Calcium is a mineral required for good health, especially bone health. Found in foods and in supplement form, calcium sources are abundant. Although the chances for acquiring excessive calcium through diet and supplements is rare, it can occur. Serious health problems can occur as a result of high calcium levels in your body.

About Calcium

Calcium is present mainly in the bones and teeth, giving them strength and density. This mineral is also present in the fluid between cells, in blood and muscles, and plays a role in muscle, blood vessel and nervous system function. Dairy foods are the most abundant source of calcium, but you can also consume calcium through vegetables and grains. Calcium supplements are also available.

Recommended Daily Levels

Calcium requirements vary with age. The National Institutes of Health recommended level for adults 19 to 50 is 1,000 mg of calcium per day.
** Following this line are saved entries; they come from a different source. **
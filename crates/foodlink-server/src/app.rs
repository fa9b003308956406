use std::sync::Arc;

use axum::{
    Json, Router,
    extract::{Query, State, WebSocketUpgrade},
    middleware,
    response::{IntoResponse, Response},
    routing::{get, post, put},
};
use serde::Deserialize;
use serde_json::json;
use tower_http::cors::CorsLayer;
use tower_http::trace::TraceLayer;
use tracing::warn;

use foodlink_api::auth::{self, AppState, AppStateInner};
use foodlink_api::error::ApiError;
use foodlink_api::middleware::require_auth;
use foodlink_api::{donations, feedback, users};
use foodlink_engine::Engine;
use foodlink_gateway::connection::{self, GatewayConfig};

#[derive(Clone)]
struct ServerState {
    engine: Engine,
    gateway: GatewayConfig,
}

#[derive(Debug, Deserialize)]
struct GatewayQuery {
    token: Option<String>,
}

/// Full HTTP surface: REST routes, the `/gateway` WebSocket and `/health`.
pub fn build_router(engine: Engine, gateway: GatewayConfig) -> Router {
    let app_state: AppState = Arc::new(AppStateInner {
        engine: engine.clone(),
    });

    let public_routes = Router::new()
        .route("/auth/register", post(auth::register))
        .route("/auth/login", post(auth::login))
        .with_state(app_state.clone());

    let protected_routes = Router::new()
        .route("/donations", post(donations::create).get(donations::list_all))
        .route("/donations/mine", get(donations::mine))
        .route("/donations/nearby", get(donations::nearby))
        .route("/donations/overdue", get(donations::overdue))
        .route(
            "/donations/{id}",
            get(donations::get).patch(donations::update_fields),
        )
        .route("/donations/{id}/accept", put(donations::accept))
        .route("/donations/{id}/confirm", put(donations::confirm_pickup))
        .route("/donations/{id}/verify", put(donations::verify))
        .route("/donations/{id}/expire", put(donations::expire))
        .route("/donations/{id}/status", put(donations::set_status))
        .route("/donations/{id}/feedback", get(feedback::for_donation))
        .route("/users", get(users::list))
        .route("/users/me", get(users::me).put(users::update_me))
        .route("/users/onboard", post(users::onboard))
        .route("/users/{id}/verify", put(users::verify_receiver))
        .route("/feedback", post(feedback::submit).get(feedback::all))
        .route("/feedback/mine", get(feedback::mine))
        .layer(middleware::from_fn_with_state(app_state.clone(), require_auth))
        .with_state(app_state);

    let ws_route = Router::new()
        .route("/gateway", get(ws_upgrade))
        .route("/health", get(health))
        .with_state(ServerState { engine, gateway });

    Router::new()
        .merge(public_routes)
        .merge(protected_routes)
        .merge(ws_route)
        .layer(CorsLayer::permissive())
        .layer(TraceLayer::new_for_http())
}

/// A `?token=` query authenticates before the upgrade; otherwise the client
/// must send `Identify` as its first frame.
async fn ws_upgrade(
    State(state): State<ServerState>,
    Query(query): Query<GatewayQuery>,
    ws: WebSocketUpgrade,
) -> Response {
    let ServerState { engine, gateway } = state;

    match query.token {
        Some(token) => match engine.authenticate(&token).await {
            Ok(principal) => ws
                .on_upgrade(move |socket| {
                    connection::handle_connection_authenticated(socket, engine, principal, gateway)
                })
                .into_response(),
            Err(e) => {
                warn!("WebSocket upgrade rejected: {}", e);
                ApiError::Unauthenticated.into_response()
            }
        },
        None => ws
            .on_upgrade(move |socket| connection::handle_connection(socket, engine, gateway))
            .into_response(),
    }
}

async fn health() -> impl IntoResponse {
    Json(json!({ "status": "ok" }))
}
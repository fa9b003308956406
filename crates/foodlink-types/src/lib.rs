pub mod api;
pub mod error;
pub mod events;
pub mod models;

pub use error::{FoodlinkError, Result};
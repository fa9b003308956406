//! Text encodings for columns. Timestamps use a fixed-width RFC 3339 form so
//! that lexical order in SQL matches chronological order.

use std::str::FromStr;

use chrono::{DateTime, SecondsFormat, Utc};
use rusqlite::Row;
use rusqlite::types::Type;
use uuid::Uuid;

pub fn fmt_ts(ts: &DateTime<Utc>) -> String {
    ts.to_rfc3339_opts(SecondsFormat::Micros, true)
}

pub fn fmt_opt_ts(ts: Option<&DateTime<Utc>>) -> Option<String> {
    ts.map(fmt_ts)
}

fn conversion_err<E>(idx: usize, e: E) -> rusqlite::Error
where
    E: std::error::Error + Send + Sync + 'static,
{
    rusqlite::Error::FromSqlConversionFailure(idx, Type::Text, Box::new(e))
}

pub fn ts(row: &Row<'_>, idx: usize) -> rusqlite::Result<DateTime<Utc>> {
    let raw: String = row.get(idx)?;
    DateTime::parse_from_rfc3339(&raw)
        .map(|dt| dt.with_timezone(&Utc))
        .map_err(|e| conversion_err(idx, e))
}

pub fn opt_ts(row: &Row<'_>, idx: usize) -> rusqlite::Result<Option<DateTime<Utc>>> {
    let raw: Option<String> = row.get(idx)?;
    raw.map(|s| {
        DateTime::parse_from_rfc3339(&s)
            .map(|dt| dt.with_timezone(&Utc))
            .map_err(|e| conversion_err(idx, e))
    })
    .transpose()
}

pub fn uuid(row: &Row<'_>, idx: usize) -> rusqlite::Result<Uuid> {
    let raw: String = row.get(idx)?;
    raw.parse().map_err(|e| conversion_err(idx, e))
}

pub fn opt_uuid(row: &Row<'_>, idx: usize) -> rusqlite::Result<Option<Uuid>> {
    let raw: Option<String> = row.get(idx)?;
    raw.map(|s| s.parse().map_err(|e| conversion_err(idx, e)))
        .transpose()
}

/// Parse an enum column through its `FromStr` impl.
pub fn parsed<T>(row: &Row<'_>, idx: usize) -> rusqlite::Result<T>
where
    T: FromStr,
    T::Err: std::error::Error + Send + Sync + 'static,
{
    let raw: String = row.get(idx)?;
    raw.parse().map_err(|e| conversion_err(idx, e))
}
extern crate renderkit;

use renderkit::{ConstructionPolicy, DisplayConfiguration, DistortionError, DistortionKind, DistortionManager,
                DistortionParameters, DistortionSettings, DistortionType, EyeConfiguration,
                MockDisplayConfiguration, MonoPointMeshDescriptions, PointSample,
                RgbPointMeshDescription, RgbPointMeshDescriptions};

// A display that only knows point samples, standing in for a real descriptor parser.
struct SampledDisplay {
    kind: DistortionType,
    eyes: Vec<EyeConfiguration>,
    mono: MonoPointMeshDescriptions,
    rgb: RgbPointMeshDescriptions,
}

impl SampledDisplay {
    fn new(kind: DistortionType) -> SampledDisplay {
        let mesh = vec![PointSample::new([0.0, 0.0], [0.05, 0.05]),
                        PointSample::new([0.5, 0.5], [0.5, 0.5]),
                        PointSample::new([1.0, 1.0], [0.95, 0.95])];
        SampledDisplay {
            kind: kind,
            eyes: vec![EyeConfiguration::default(), EyeConfiguration::default()],
            mono: vec![mesh.clone(), mesh.clone()],
            rgb: vec![RgbPointMeshDescription {
                red: mesh.clone(),
                green: mesh.clone(),
                blue: mesh,
            }],
        }
    }
}

impl DisplayConfiguration for SampledDisplay {
    fn distortion_type_string(&self) -> String {
        self.kind.name().unwrap_or("unknown").to_owned()
    }

    fn distortion_type(&self) -> DistortionType {
        self.kind
    }

    fn distortion_distance_scale_x(&self) -> f32 {
        1.0
    }

    fn distortion_distance_scale_y(&self) -> f32 {
        1.0
    }

    fn distortion_polynomial_red(&self) -> &[f32] {
        &[]
    }

    fn distortion_polynomial_green(&self) -> &[f32] {
        &[]
    }

    fn distortion_polynomial_blue(&self) -> &[f32] {
        &[]
    }

    fn eyes(&self) -> &[EyeConfiguration] {
        &self.eyes
    }

    fn distortion_mono_point_meshes(&self) -> &MonoPointMeshDescriptions {
        &self.mono
    }

    fn distortion_rgb_point_meshes(&self) -> &RgbPointMeshDescriptions {
        &self.rgb
    }
}

#[test]
fn every_eye_gets_its_own_center_of_projection() {
    let config = MockDisplayConfiguration::hdk();
    let eyes = DistortionManager::new().eye_distortions(&config).unwrap();
    assert_eq!(eyes.len(), 2);

    let left = eyes[0].symmetric_polynomials().unwrap();
    let right = eyes[1].symmetric_polynomials().unwrap();
    assert_eq!(left.center_of_projection, [0.55, 0.5]);
    assert_eq!(right.center_of_projection, [0.45, 0.5]);
    assert_eq!(left.distance_scale, [1.0, 0.9]);
    assert!(eyes.iter().all(|eye| eye.desired_triangles() == 200 * 64));
}

#[test]
fn point_samples_are_shared_by_all_eyes() {
    let config = SampledDisplay::new(DistortionType::MonoPointSamples);
    let eyes = DistortionManager::new().eye_distortions(&config).unwrap();
    assert_eq!(eyes.len(), 2);
    for eye in &eyes {
        assert_eq!(eye.kind(), DistortionKind::MonoPointSamples);
        assert_eq!(eye.mono_point_samples().unwrap().meshes, config.mono);
    }
}

#[test]
fn rgb_point_samples_through_a_trait_object() {
    let config = SampledDisplay::new(DistortionType::RgbPointSamples);
    let display: &dyn DisplayConfiguration = &config;
    let parameters = DistortionParameters::new(display, 0);
    assert_eq!(parameters.kind(), DistortionKind::RgbPointSamples);
    assert_eq!(parameters.rgb_point_samples().unwrap().meshes, config.rgb);
    assert_eq!(parameters, DistortionParameters::new(display, 0));
}

#[test]
fn unrecognized_display_under_each_policy() {
    let config = SampledDisplay::new(DistortionType::Unrecognized);

    let lenient = DistortionManager::new().eye_distortions(&config).unwrap();
    assert_eq!(lenient.len(), 2);
    assert!(lenient.iter().all(|eye| eye.kind() == DistortionKind::RgbSymmetricPolynomials));

    let strict = DistortionManager::with_settings(DistortionSettings {
        policy: ConstructionPolicy::Strict,
        desired_triangles: None,
    });
    let error = strict.eye_distortions(&config).unwrap_err();
    assert_eq!(error, DistortionError::UnrecognizedType("unknown".into()));
    assert_eq!(error.to_string(), "Unrecognized distortion correction type: unknown");
}

#[test]
fn display_without_eyes_has_no_distortions() {
    let config = MockDisplayConfiguration {
        eyes: Vec::new(),
        ..MockDisplayConfiguration::default()
    };
    assert!(DistortionManager::new().eye_distortions(&config).unwrap().is_empty());
}

#[test]
fn strict_errors_name_the_missing_eye() {
    let strict = DistortionManager::with_settings(DistortionSettings {
        policy: ConstructionPolicy::Strict,
        desired_triangles: None,
    });
    let error = strict.eye_distortion(&MockDisplayConfiguration::hdk(), 3).unwrap_err();
    assert_eq!(error.to_string(), "Missing eye: 3 (display has 2)");
}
The calcium needs of men 51 and older remain 1,000 mg per day, but this increases to 1,200 mg after age 70. After age 50, women need more calcium -- about 1,200 mg per day. Calcium is particularly important from ages 9 to 18 when bones are growing, so consuming 1,300 mg per day is important. Younger children need less -- 700 mg of calcium for kids ages 1 to 3, increasing to 1,000 mg from 4 to 8.

Too Much Calcium

Hypercalcemia refers to high levels of calcium in your bloodstream. Consuming calcium through food and supplements generally does not result in hypercalcemia, but it can occur in rare cases. You are more at risk if you have thyroid problems, namely primary hyperparathyrodism. Excess calcium can lead to kidney failure, kidney stones, blood vessel and soft tissue calcification and calcium in the urine. Calcium supplements may put you more at risk for kidney stones than calcium-rich foods.

Tolerable Upper Limits

Children ages 9 to 18, who generally require the most daily calcium, should limit calcium intake to 3,000 mg per day, the tolerable upper limit. For adults 19 to 50, the limit is 2,500 mg of daily calcium, decreasing to a limit of 2,000 mg for older adults 51 and older. Vitamin D helps your body absorb calcium, so consuming foods such as egg yolk, liver and fortified milk, as well as sun exposure, will help maintain calcium in your system.